EXERCISE OBJECTIVE: Find every line below where the word "persisted" occurs. Then say how many there are, giving only the number.
───── INFORMATION PROVIDED ─────
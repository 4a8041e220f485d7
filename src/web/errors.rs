//! API error type with HTTP status mapping.

use axum::http::StatusCode;
use axum::response::{IntoResponse, Response};
use axum::Json;
use serde_json::json;

use crate::orchestration::errors::OrchestrationError;

pub type ApiResult<T> = Result<T, ApiError>;

#[derive(Debug)]
pub struct ApiError {
    status: StatusCode,
    error_type: &'static str,
    message: String,
}

impl ApiError {
    pub fn new(status: StatusCode, error_type: &'static str, message: impl Into<String>) -> Self {
        Self {
            status,
            error_type,
            message: message.into(),
        }
    }

    pub fn bad_request(message: impl Into<String>) -> Self {
        Self::new(StatusCode::BAD_REQUEST, "validation_error", message)
    }

    pub fn not_found(message: impl Into<String>) -> Self {
        Self::new(StatusCode::NOT_FOUND, "not_found", message)
    }

    pub fn conflict(message: impl Into<String>) -> Self {
        Self::new(StatusCode::CONFLICT, "idempotency_conflict", message)
    }

    pub fn internal(message: impl Into<String>) -> Self {
        Self::new(StatusCode::INTERNAL_SERVER_ERROR, "internal_error", message)
    }
}

impl IntoResponse for ApiError {
    fn into_response(self) -> Response {
        let body = Json(json!({
            "error": self.error_type,
            "message": self.message,
        }));
        (self.status, body).into_response()
    }
}

impl From<OrchestrationError> for ApiError {
    fn from(error: OrchestrationError) -> Self {
        let status = match &error {
            OrchestrationError::Validation { .. }
            | OrchestrationError::MissingIdempotencyKey { .. } => StatusCode::BAD_REQUEST,
            // A duplicate in-flight request is a distinct status, not a
            // server failure; the caller should poll or back off.
            OrchestrationError::IdempotencyConflict { .. } => StatusCode::CONFLICT,
            OrchestrationError::Storage(_) => StatusCode::SERVICE_UNAVAILABLE,
            OrchestrationError::CollaboratorUnavailable { .. }
            | OrchestrationError::CollaboratorRequest { .. }
            | OrchestrationError::CollaboratorLogical { .. } => StatusCode::BAD_GATEWAY,
            OrchestrationError::PollingTimeout { .. } => StatusCode::GATEWAY_TIMEOUT,
            OrchestrationError::Configuration { .. }
            | OrchestrationError::StateTransition(_) => StatusCode::INTERNAL_SERVER_ERROR,
        };
        Self::new(status, error.error_type(), error.to_string())
    }
}
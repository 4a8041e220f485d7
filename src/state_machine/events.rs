use serde::{Deserialize, Serialize};
use std::fmt;

/// Events that drive workflow instance transitions.
#[derive(Debug, Clone, PartialEq, Serialize, Deserialize)]
#[serde(rename_all = "snake_case")]
pub enum WorkflowEvent {
    /// Begin stage execution
    Start,
    /// All stages succeeded
    Complete,
    /// Terminal success with degraded stages
    CompleteWithWarnings,
    /// Fatal stage failure with a human-readable message
    Fail(String),
}

impl fmt::Display for WorkflowEvent {
    fn fmt(&self, f: &mut fmt::Formatter<'_>) -> fmt::Result {
        match self {
            Self::Start => write!(f, "start"),
            Self::Complete => write!(f, "complete"),
            Self::CompleteWithWarnings => write!(f, "complete_with_warnings"),
            Self::Fail(_) => write!(f, "fail"),
        }
    }
}

/// Events that drive stage task transitions.
#[derive(Debug, Clone, PartialEq, Serialize, Deserialize)]
#[serde(rename_all = "snake_case")]
pub enum StageTaskEvent {
    /// Collaborator call is being issued
    Start,
    /// Stage produced a usable result
    Complete,
    /// Stage failed with a human-readable message
    Fail(String),
}

impl fmt::Display for StageTaskEvent {
    fn fmt(&self, f: &mut fmt::Formatter<'_>) -> fmt::Result {
        match self {
            Self::Start => write!(f, "start"),
            Self::Complete => write!(f, "complete"),
            Self::Fail(_) => write!(f, "fail"),
        }
    }
}
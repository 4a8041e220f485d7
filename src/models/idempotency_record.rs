//! # Idempotency Record Model
//!
//! One row per `(key, task_name)` pair in the `idempotency_keys` table. The
//! record is the durable side of the at-most-one-visible-success guarantee:
//! a PROCESSING row with a fresh lock blocks concurrent attempts, a COMPLETED
//! row replays its stored payload, and a FAILED or stale-locked row may be
//! re-acquired.

use chrono::{DateTime, Utc};
use serde::{Deserialize, Serialize};
use sqlx::FromRow;
use std::fmt;
use std::time::Duration;

/// Lifecycle status of an idempotency record.
#[derive(Debug, Clone, Copy, PartialEq, Eq, Hash, Serialize, Deserialize)]
#[serde(rename_all = "snake_case")]
pub enum IdempotencyStatus {
    Processing,
    Completed,
    Failed,
}

impl fmt::Display for IdempotencyStatus {
    fn fmt(&self, f: &mut fmt::Formatter<'_>) -> fmt::Result {
        match self {
            Self::Processing => write!(f, "processing"),
            Self::Completed => write!(f, "completed"),
            Self::Failed => write!(f, "failed"),
        }
    }
}

impl std::str::FromStr for IdempotencyStatus {
    type Err = String;

    fn from_str(s: &str) -> Result<Self, Self::Err> {
        match s {
            "processing" => Ok(Self::Processing),
            "completed" => Ok(Self::Completed),
            "failed" => Ok(Self::Failed),
            _ => Err(format!("Invalid idempotency status: {s}")),
        }
    }
}

/// A persisted idempotency record.
#[derive(Debug, Clone, PartialEq, Serialize, Deserialize, FromRow)]
pub struct IdempotencyRecord {
    pub key: String,
    pub task_name: String,
    pub workflow_id: Option<String>,
    pub status: String,
    pub locked_at: Option<DateTime<Utc>>,
    pub result_payload: Option<serde_json::Value>,
    pub error_payload: Option<serde_json::Value>,
    pub created_at: DateTime<Utc>,
}

impl IdempotencyRecord {
    /// Parse the persisted status string into the typed status.
    pub fn parsed_status(&self) -> Result<IdempotencyStatus, String> {
        self.status.parse()
    }

    /// Whether a PROCESSING lock is older than the configured timeout.
    ///
    /// Records without a `locked_at` timestamp are treated as expired so a
    /// retrying caller can always re-acquire a malformed row.
    pub fn is_lock_expired(&self, lock_timeout: Duration) -> bool {
        match self.locked_at {
            Some(locked_at) => Utc::now()
                .signed_duration_since(locked_at)
                .to_std()
                .map(|age| age >= lock_timeout)
                .unwrap_or(false),
            None => true,
        }
    }
}

#[cfg(test)]
mod tests {
    use super::*;
    use chrono::Duration as ChronoDuration;

    fn record(locked_at: Option<DateTime<Utc>>) -> IdempotencyRecord {
        IdempotencyRecord {
            key: "req-1".to_string(),
            task_name: "WCHA".to_string(),
            workflow_id: None,
            status: "processing".to_string(),
            locked_at,
            result_payload: None,
            error_payload: None,
            created_at: Utc::now(),
        }
    }

    #[test]
    fn test_fresh_lock_is_not_expired() {
        let rec = record(Some(Utc::now()));
        assert!(!rec.is_lock_expired(Duration::from_secs(300)));
    }

    #[test]
    fn test_old_lock_is_expired() {
        let rec = record(Some(Utc::now() - ChronoDuration::seconds(600)));
        assert!(rec.is_lock_expired(Duration::from_secs(300)));
    }

    #[test]
    fn test_missing_lock_timestamp_is_expired() {
        let rec = record(None);
        assert!(rec.is_lock_expired(Duration::from_secs(300)));
    }

    #[test]
    fn test_status_parsing() {
        assert_eq!(
            "completed".parse::<IdempotencyStatus>().unwrap(),
            IdempotencyStatus::Completed
        );
        assert!("done".parse::<IdempotencyStatus>().is_err());
    }
}
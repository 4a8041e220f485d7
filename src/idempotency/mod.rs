//! # Idempotent Task Wrapper
//!
//! The single primitive every side-effecting operation funnels through:
//! check the record, acquire the PROCESSING lock, run the body, store the
//! result. On a COMPLETED hit the body is never invoked and the stored
//! payload is returned verbatim; the underlying collaborator calls are costly
//! and not idempotent themselves.

use std::future::Future;

use tracing::{debug, warn};

use crate::models::IdempotencyStatus;
use crate::orchestration::errors::{OrchestrationError, OrchestrationResult};
use crate::storage::{AcquireOutcome, IdempotencyStore};

/// Execute `body` at most once to a visible-success conclusion for the given
/// `(key, task_name)` pair.
///
/// Protocol:
/// 1. Missing key → [`OrchestrationError::MissingIdempotencyKey`].
/// 2. COMPLETED record → stored payload, body not invoked.
/// 3. PROCESSING record with a fresh lock → [`OrchestrationError::IdempotencyConflict`].
/// 4. Otherwise acquire (UPSERT backstop may still report a conflict), run
///    the body, then mark COMPLETED or FAILED.
///
/// A body failure is recorded best-effort before the error propagates, so a
/// later retry can re-acquire; storage failures while recording are logged
/// and do not mask the primary error.
pub async fn run_idempotent<F, Fut>(
    store: &dyn IdempotencyStore,
    key: &str,
    task_name: &str,
    workflow_id: Option<&str>,
    body: F,
) -> OrchestrationResult<serde_json::Value>
where
    F: FnOnce() -> Fut,
    Fut: Future<Output = OrchestrationResult<serde_json::Value>>,
{
    if key.trim().is_empty() {
        return Err(OrchestrationError::MissingIdempotencyKey {
            task_name: task_name.to_string(),
        });
    }

    if let Some(record) = store.check(key, task_name).await? {
        match record.parsed_status() {
            Ok(IdempotencyStatus::Completed) => {
                debug!(
                    key = %key,
                    task_name = %task_name,
                    "idempotency replay, returning stored payload"
                );
                return Ok(record.result_payload.unwrap_or(serde_json::Value::Null));
            }
            Ok(IdempotencyStatus::Processing)
                if !record.is_lock_expired(store.lock_timeout()) =>
            {
                return Err(OrchestrationError::IdempotencyConflict {
                    key: key.to_string(),
                    task_name: task_name.to_string(),
                    locked_at: record.locked_at,
                });
            }
            // FAILED, stale PROCESSING, or an unparseable status all fall
            // through to the acquire attempt.
            _ => {}
        }
    }

    match store.acquire(key, task_name, workflow_id).await? {
        AcquireOutcome::Acquired => {}
        AcquireOutcome::Conflict { locked_at } => {
            return Err(OrchestrationError::IdempotencyConflict {
                key: key.to_string(),
                task_name: task_name.to_string(),
                locked_at,
            });
        }
    }

    match body().await {
        Ok(payload) => {
            store.complete(key, task_name, &payload).await?;
            Ok(payload)
        }
        Err(error) => {
            let error_payload = error.to_error_payload();
            if let Err(store_error) = store.fail(key, task_name, &error_payload).await {
                warn!(
                    key = %key,
                    task_name = %task_name,
                    error = %store_error,
                    "failed to record idempotency failure"
                );
            }
            Err(error)
        }
    }
}
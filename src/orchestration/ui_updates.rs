//! Best-effort UI update channel.
//!
//! One update is emitted per stage transition and one terminal update at the
//! end of every run. Delivery failures are logged by the orchestrator and
//! never abort orchestration.

use async_trait::async_trait;
use chrono::{DateTime, Utc};
use serde::Serialize;
use std::time::Duration;
use uuid::Uuid;

use super::errors::{OrchestrationError, OrchestrationResult};

/// A single UI push event.
#[derive(Debug, Clone, Serialize)]
pub struct UiUpdate {
    pub workflow_id: Uuid,
    /// `task_update` for normal transitions, `task_error` for fatal failures.
    pub event: String,
    pub stage: Option<String>,
    pub status: String,
    pub message: String,
    pub is_terminal: bool,
    pub timestamp: DateTime<Utc>,
}

impl UiUpdate {
    pub fn stage_update(
        workflow_id: Uuid,
        stage: &str,
        status: &str,
        message: impl Into<String>,
    ) -> Self {
        Self {
            workflow_id,
            event: "task_update".to_string(),
            stage: Some(stage.to_string()),
            status: status.to_string(),
            message: message.into(),
            is_terminal: false,
            timestamp: Utc::now(),
        }
    }

    pub fn stage_error(
        workflow_id: Uuid,
        stage: &str,
        message: impl Into<String>,
    ) -> Self {
        Self {
            workflow_id,
            event: "task_error".to_string(),
            stage: Some(stage.to_string()),
            status: "failed".to_string(),
            message: message.into(),
            is_terminal: false,
            timestamp: Utc::now(),
        }
    }

    pub fn terminal(workflow_id: Uuid, status: &str, message: impl Into<String>) -> Self {
        Self {
            workflow_id,
            event: "task_update".to_string(),
            stage: None,
            status: status.to_string(),
            message: message.into(),
            is_terminal: true,
            timestamp: Utc::now(),
        }
    }
}

/// Fire-and-forget delivery of UI updates.
#[async_trait]
pub trait UiUpdateSender: Send + Sync {
    async fn send(&self, update: &UiUpdate) -> OrchestrationResult<()>;
}

/// Pushes updates to an HTTP endpoint with a short timeout.
pub struct HttpUiUpdateSender {
    http: reqwest::Client,
    endpoint: String,
}

impl HttpUiUpdateSender {
    pub fn new(endpoint: String) -> OrchestrationResult<Self> {
        let http = reqwest::Client::builder()
            .timeout(Duration::from_secs(5))
            .build()
            .map_err(|e| OrchestrationError::Configuration {
                config_source: "ui_updates".to_string(),
                reason: format!("failed to build HTTP client: {e}"),
            })?;
        Ok(Self { http, endpoint })
    }
}

#[async_trait]
impl UiUpdateSender for HttpUiUpdateSender {
    async fn send(&self, update: &UiUpdate) -> OrchestrationResult<()> {
        self.http
            .post(&self.endpoint)
            .json(update)
            .send()
            .await
            .map_err(|e| OrchestrationError::CollaboratorUnavailable {
                url: self.endpoint.clone(),
                attempts: 1,
                reason: e.to_string(),
            })?;
        Ok(())
    }
}

/// Drops updates; used when no UI channel is configured and in tests.
pub struct NullUiUpdateSender;

#[async_trait]
impl UiUpdateSender for NullUiUpdateSender {
    async fn send(&self, _update: &UiUpdate) -> OrchestrationResult<()> {
        Ok(())
    }
}
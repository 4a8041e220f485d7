//! Shared test fixtures: mock collaborator services served on ephemeral
//! ports, exercising the same HTTP protocol as production stage services.

use std::collections::VecDeque;
use std::sync::atomic::{AtomicUsize, Ordering};
use std::sync::Arc;

use axum::extract::State;
use axum::http::StatusCode;
use axum::response::IntoResponse;
use axum::routing::{get, post};
use axum::{Json, Router};
use parking_lot::Mutex;
use serde_json::{json, Value};

/// Serve a router on an ephemeral port, returning its base URL.
pub async fn spawn_server(router: Router) -> String {
    let listener = tokio::net::TcpListener::bind("127.0.0.1:0").await.unwrap();
    let addr = listener.local_addr().unwrap();
    tokio::spawn(async move {
        axum::serve(listener, router).await.unwrap();
    });
    format!("http://{addr}")
}

/// Reserve an address nothing listens on (connection refused).
pub async fn unreachable_url(path: &str) -> String {
    let listener = tokio::net::TcpListener::bind("127.0.0.1:0").await.unwrap();
    let addr = listener.local_addr().unwrap();
    drop(listener);
    format!("http://{addr}{path}")
}

/// A synchronous mock stage: counts submits, records the last request body,
/// and answers from a response queue (the final entry repeats).
#[derive(Clone)]
pub struct StageMock {
    pub calls: Arc<AtomicUsize>,
    pub last_request: Arc<Mutex<Option<Value>>>,
    responses: Arc<Mutex<VecDeque<(u16, Value)>>>,
}

impl StageMock {
    pub fn returning(status: u16, body: Value) -> Self {
        let mut queue = VecDeque::new();
        queue.push_back((status, body));
        Self {
            calls: Arc::new(AtomicUsize::new(0)),
            last_request: Arc::new(Mutex::new(None)),
            responses: Arc::new(Mutex::new(queue)),
        }
    }

    pub fn returning_sequence(responses: Vec<(u16, Value)>) -> Self {
        Self {
            calls: Arc::new(AtomicUsize::new(0)),
            last_request: Arc::new(Mutex::new(None)),
            responses: Arc::new(Mutex::new(responses.into_iter().collect())),
        }
    }

    pub fn call_count(&self) -> usize {
        self.calls.load(Ordering::SeqCst)
    }

    async fn handle(State(mock): State<StageMock>, Json(body): Json<Value>) -> impl IntoResponse {
        mock.calls.fetch_add(1, Ordering::SeqCst);
        *mock.last_request.lock() = Some(body);
        let (status, value) = {
            let mut queue = mock.responses.lock();
            if queue.len() > 1 {
                queue.pop_front().unwrap()
            } else {
                queue.front().cloned().unwrap_or((200, json!({})))
            }
        };
        (StatusCode::from_u16(status).unwrap(), Json(value))
    }

    pub fn router(&self, path: &str) -> Router {
        Router::new()
            .route(path, post(Self::handle))
            .with_state(self.clone())
    }

    /// Convenience: serve this mock alone and return its submit URL.
    pub async fn serve(&self, path: &str) -> String {
        let base = spawn_server(self.router(path)).await;
        format!("{base}{path}")
    }
}

/// An asynchronous mock stage: submit answers `202 {task_id, status_url}`,
/// the status endpoint answers from a queue of poll bodies (final repeats).
#[derive(Clone)]
pub struct PollingMock {
    pub submit_calls: Arc<AtomicUsize>,
    pub poll_calls: Arc<AtomicUsize>,
    statuses: Arc<Mutex<VecDeque<Value>>>,
}

impl PollingMock {
    pub fn with_statuses(statuses: Vec<Value>) -> Self {
        Self {
            submit_calls: Arc::new(AtomicUsize::new(0)),
            poll_calls: Arc::new(AtomicUsize::new(0)),
            statuses: Arc::new(Mutex::new(statuses.into_iter().collect())),
        }
    }

    async fn submit(State(mock): State<PollingMock>, Json(_body): Json<Value>) -> impl IntoResponse {
        mock.submit_calls.fetch_add(1, Ordering::SeqCst);
        (
            StatusCode::ACCEPTED,
            Json(json!({"task_id": "remote-1", "status_url": "/status/remote-1"})),
        )
    }

    async fn status(State(mock): State<PollingMock>) -> impl IntoResponse {
        mock.poll_calls.fetch_add(1, Ordering::SeqCst);
        let body = {
            let mut queue = mock.statuses.lock();
            if queue.len() > 1 {
                queue.pop_front().unwrap()
            } else {
                queue.front().cloned().unwrap_or(json!({"status": "PENDING"}))
            }
        };
        Json(body)
    }

    pub fn router(&self, submit_path: &str) -> Router {
        Router::new()
            .route(submit_path, post(Self::submit))
            .route("/status/remote-1", get(Self::status))
            .with_state(self.clone())
    }

    pub async fn serve(&self, submit_path: &str) -> String {
        let base = spawn_server(self.router(submit_path)).await;
        format!("{base}{submit_path}")
    }
}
─────
EXPECTED OUTPUT: 2